- [What is expected]:
Please give an exact transcription of the records shown below.

- [Entries supplied]:
//! Project configuration registry
//!
//! Each YAML document in the config directory describes one deployable
//! project; every repository listed in its `repos` field maps to that
//! document. The registry holds an immutable snapshot behind an
//! atomically swapped reference so readers never observe a partial map.

use std::collections::HashMap;
use std::sync::Arc;

use serde::{Deserialize, Serialize};
use tokio::sync::RwLock;
use tracing::{debug, info};

use crate::errors::HookError;
use crate::filesys::dir::Dir;

/// Branches eligible to trigger a deployment.
///
/// A bare string is treated as a singleton set.
#[derive(Debug, Clone, Deserialize)]
#[serde(untagged)]
pub enum BranchSpec {
    One(String),
    Many(Vec<String>),
}

impl BranchSpec {
    /// Exact-match membership test, no globbing
    pub fn contains(&self, branch: &str) -> bool {
        match self {
            BranchSpec::One(name) => name == branch,
            BranchSpec::Many(names) => names.iter().any(|name| name == branch),
        }
    }

    /// Branch names as a list
    pub fn names(&self) -> Vec<String> {
        match self {
            BranchSpec::One(name) => vec![name.clone()],
            BranchSpec::Many(names) => names.clone(),
        }
    }
}

/// One deployable project, parsed from a YAML config document
#[derive(Debug, Clone, Deserialize)]
pub struct ProjectConfig {
    /// Human-readable project identifier
    #[serde(default = "default_name")]
    pub name: String,

    /// Source repositories that map to this project
    #[serde(default)]
    pub repos: Vec<String>,

    /// Project location, relative to the hosting root
    #[serde(default)]
    pub path: String,

    /// Branches eligible to trigger deployment
    #[serde(default = "default_branches")]
    pub branch: BranchSpec,

    /// Compose file reference passed through to the deploy script
    #[serde(default)]
    pub compose_file: String,

    /// Compose directory passed through to the deploy script
    #[serde(default)]
    pub compose_dir: String,

    /// Service names passed through to the deploy script
    #[serde(default)]
    pub services: Vec<String>,
}

fn default_name() -> String {
    "unknown".to_string()
}

fn default_branches() -> BranchSpec {
    BranchSpec::Many(vec![
        "main".to_string(),
        "master".to_string(),
        "prod".to_string(),
    ])
}

/// Project summary for the listing endpoint
#[derive(Debug, Clone, Serialize)]
pub struct ProjectSummary {
    pub name: String,
    pub repos: Vec<String>,
    pub path: String,
    pub branch: Vec<String>,
}

/// An immutable repo-to-config mapping, fully rebuilt on each load
#[derive(Debug, Default)]
pub struct RegistrySnapshot {
    configs: HashMap<String, Arc<ProjectConfig>>,
}

impl RegistrySnapshot {
    /// Look up the project configured for a repository
    pub fn lookup(&self, repo: &str) -> Option<Arc<ProjectConfig>> {
        self.configs.get(repo).cloned()
    }

    /// Distinct project names, sorted
    pub fn project_names(&self) -> Vec<String> {
        let mut names: Vec<String> = self
            .configs
            .values()
            .map(|config| config.name.clone())
            .collect();
        names.sort();
        names.dedup();
        names
    }

    /// Project summaries, deduplicated by project name
    pub fn summaries(&self) -> Vec<ProjectSummary> {
        let mut seen = HashMap::new();
        for config in self.configs.values() {
            seen.entry(config.name.clone()).or_insert_with(|| ProjectSummary {
                name: config.name.clone(),
                repos: config.repos.clone(),
                path: config.path.clone(),
                branch: config.branch.names(),
            });
        }
        let mut summaries: Vec<ProjectSummary> = seen.into_values().collect();
        summaries.sort_by(|a, b| a.name.cmp(&b.name));
        summaries
    }

    /// Number of configured repositories
    pub fn len(&self) -> usize {
        self.configs.len()
    }

    pub fn is_empty(&self) -> bool {
        self.configs.is_empty()
    }
}

/// The project registry, reloadable on demand
pub struct Registry {
    config_dir: Dir,
    snapshot: RwLock<Arc<RegistrySnapshot>>,
}

impl Registry {
    /// Load the registry from a directory of YAML project documents
    pub async fn load(config_dir: Dir) -> Result<Self, HookError> {
        let snapshot = build_snapshot(&config_dir).await?;
        Ok(Self {
            config_dir,
            snapshot: RwLock::new(Arc::new(snapshot)),
        })
    }

    /// Current snapshot; a cheap clone of the shared reference
    pub async fn snapshot(&self) -> Arc<RegistrySnapshot> {
        self.snapshot.read().await.clone()
    }

    /// Rebuild the mapping from scratch and swap it in.
    ///
    /// The swap is atomic from the reader's point of view; a failed
    /// rebuild leaves the previous snapshot in place.
    pub async fn reload(&self) -> Result<Arc<RegistrySnapshot>, HookError> {
        let rebuilt = Arc::new(build_snapshot(&self.config_dir).await?);
        let mut guard = self.snapshot.write().await;
        *guard = rebuilt.clone();
        info!("Configuration reloaded: {} repos mapped", rebuilt.len());
        Ok(rebuilt)
    }
}

/// Read every `*.yml`/`*.yaml` document and map each listed repo to its
/// full configuration.
///
/// A parse error aborts the whole load. Files are read in name order; if
/// a repo appears in two documents the later one wins, though configs
/// should not overlap.
async fn build_snapshot(config_dir: &Dir) -> Result<RegistrySnapshot, HookError> {
    let mut configs = HashMap::new();

    if !config_dir.exists().await {
        debug!(
            "Config directory {} does not exist, registry is empty",
            config_dir.path().display()
        );
        return Ok(RegistrySnapshot { configs });
    }

    let mut paths = config_dir.list_files().await?;
    paths.sort();

    for path in paths {
        let is_yaml = path
            .extension()
            .and_then(|ext| ext.to_str())
            .map(|ext| ext == "yml" || ext == "yaml")
            .unwrap_or(false);
        if !is_yaml {
            continue;
        }

        let config: ProjectConfig = crate::filesys::file::File::new(&path).read_yaml().await?;
        if config.repos.is_empty() {
            debug!("Skipping {}: no repos listed", path.display());
            continue;
        }

        let config = Arc::new(config);
        for repo in &config.repos {
            configs.insert(repo.clone(), config.clone());
        }
    }

    Ok(RegistrySnapshot { configs })
}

- [Output below]:
//! Project configuration registry
//!
//! Each YAML document in the config directory describes one deployable
//! project; every repository listed in its `repos` field maps to that
//! document. The registry holds an immutable snapshot behind an
//! atomically swapped reference so readers never observe a partial map.

use std::collections::HashMap;
use std::sync::Arc;

use serde::{Deserialize, Serialize};
use tokio::sync::RwLock;
use tracing::{debug, info};

use crate::errors::HookError;
use crate::filesys::dir::Dir;

/// Branches eligible to trigger a deployment.
///
/// A bare string is treated as a singleton set.
#[derive(Debug, Clone, Deserialize)]
#[serde(untagged)]
pub enum BranchSpec {
    One(String),
    Many(Vec<String>),
}

impl BranchSpec {
    /// Exact-match membership test, no globbing
    pub fn contains(&self, branch: &str) -> bool {
        match self {
            BranchSpec::One(name) => name == branch,
            BranchSpec::Many(names) => names.iter().any(|name| name == branch),
        }
    }

    /// Branch names as a list
    pub fn names(&self) -> Vec<String> {
        match self {
            BranchSpec::One(name) => vec![name.clone()],
            BranchSpec::Many(names) => names.clone(),
        }
    }
}

/// One deployable project, parsed from a YAML config document
#[derive(Debug, Clone, Deserialize)]
pub struct ProjectConfig {
    /// Human-readable project identifier
    #[serde(default = "default_name")]
    pub name: String,

    /// Source repositories that map to this project
    #[serde(default)]
    pub repos: Vec<String>,

    /// Project location, relative to the hosting root
    #[serde(default)]
    pub path: String,

    /// Branches eligible to trigger deployment
    #[serde(default = "default_branches")]
    pub branch: BranchSpec,

    /// Compose file reference passed through to the deploy script
    #[serde(default)]
    pub compose_file: String,

    /// Compose directory passed through to the deploy script
    #[serde(default)]
    pub compose_dir: String,

    /// Service names passed through to the deploy script
    #[serde(default)]
    pub services: Vec<String>,
}

fn default_name() -> String {
    "unknown".to_string()
}

fn default_branches() -> BranchSpec {
    BranchSpec::Many(vec![
        "main".to_string(),
        "master".to_string(),
        "prod".to_string(),
    ])
}

/// Project summary for the listing endpoint
#[derive(Debug, Clone, Serialize)]
pub struct ProjectSummary {
    pub name: String,
    pub repos: Vec<String>,
    pub path: String,
    pub branch: Vec<String>,
}

/// An immutable repo-to-config mapping, fully rebuilt on each load
#[derive(Debug, Default)]
pub struct RegistrySnapshot {
    configs: HashMap<String, Arc<ProjectConfig>>,
}

impl RegistrySnapshot {
    /// Look up the project configured for a repository
    pub fn lookup(&self, repo: &str) -> Option<Arc<ProjectConfig>> {
        self.configs.get(repo).cloned()
    }

    /// Distinct project names, sorted
    pub fn project_names(&self) -> Vec<String> {
        let mut names: Vec<String> = self
            .configs
            .values()
            .map(|config| config.name.clone())
            .collect();
        names.sort();
        names.dedup();
        names
    }

    /// Project summaries, deduplicated by project name
    pub fn summaries(&self) -> Vec<ProjectSummary> {
        let mut seen = HashMap::new();
        for config in self.configs.values() {
            seen.entry(config.name.clone()).or_insert_with(|| ProjectSummary {
                name: config.name.clone(),
                repos: config.repos.clone(),
                path: config.path.clone(),
                branch: config.branch.names(),
            });
        }
        let mut summaries: Vec<ProjectSummary> = seen.into_values().collect();
        summaries.sort_by(|a, b| a.name.cmp(&b.name));
        summaries
    }

    /// Number of configured repositories
    pub fn len(&self) -> usize {
        self.configs.len()
    }

    pub fn is_empty(&self) -> bool {
        self.configs.is_empty()
    }
}

/// The project registry, reloadable on demand
pub struct Registry {
    config_dir: Dir,
    snapshot: RwLock<Arc<RegistrySnapshot>>,
}

impl Registry {
    /// Load the registry from a directory of YAML project documents
    pub async fn load(config_dir: Dir) -> Result<Self, HookError> {
        let snapshot = build_snapshot(&config_dir).await?;
        Ok(Self {
            config_dir,
            snapshot: RwLock::new(Arc::new(snapshot)),
        })
    }

    /// Current snapshot; a cheap clone of the shared reference
    pub async fn snapshot(&self) -> Arc<RegistrySnapshot> {
        self.snapshot.read().await.clone()
    }

    /// Rebuild the mapping from scratch and swap it in.
    ///
    /// The swap is atomic from the reader's point of view; a failed
    /// rebuild leaves the previous snapshot in place.
    pub async fn reload(&self) -> Result<Arc<RegistrySnapshot>, HookError> {
        let rebuilt = Arc::new(build_snapshot(&self.config_dir).await?);
        let mut guard = self.snapshot.write().await;
        *guard = rebuilt.clone();
        info!("Configuration reloaded: {} repos mapped", rebuilt.len());
        Ok(rebuilt)
    }
}

/// Read every `*.yml`/`*.yaml` document and map each listed repo to its
/// full configuration.
///
/// A parse error aborts the whole load. Files are read in name order; if
/// a repo appears in two documents the later one wins, though configs
/// should not overlap.
async fn build_snapshot(config_dir: &Dir) -> Result<RegistrySnapshot, HookError> {
    let mut configs = HashMap::new();

    if !config_dir.exists().await {
        debug!(
            "Config directory {} does not exist, registry is empty",
            config_dir.path().display()
        );
        return Ok(RegistrySnapshot { configs });
    }

    let mut paths = config_dir.list_files().await?;
    paths.sort();

    for path in paths {
        let is_yaml = path
            .extension()
            .and_then(|ext| ext.to_str())
            .map(|ext| ext == "yml" || ext == "yaml")
            .unwrap_or(false);
        if !is_yaml {
            continue;
        }

        let config: ProjectConfig = crate::filesys::file::File::new(&path).read_yaml().await?;
        if config.repos.is_empty() {
            debug!("Skipping {}: no repos listed", path.display());
            continue;
        }

        let config = Arc::new(config);
        for repo in &config.repos {
            configs.insert(repo.clone(), config.clone());
        }
    }

    Ok(RegistrySnapshot { configs })
}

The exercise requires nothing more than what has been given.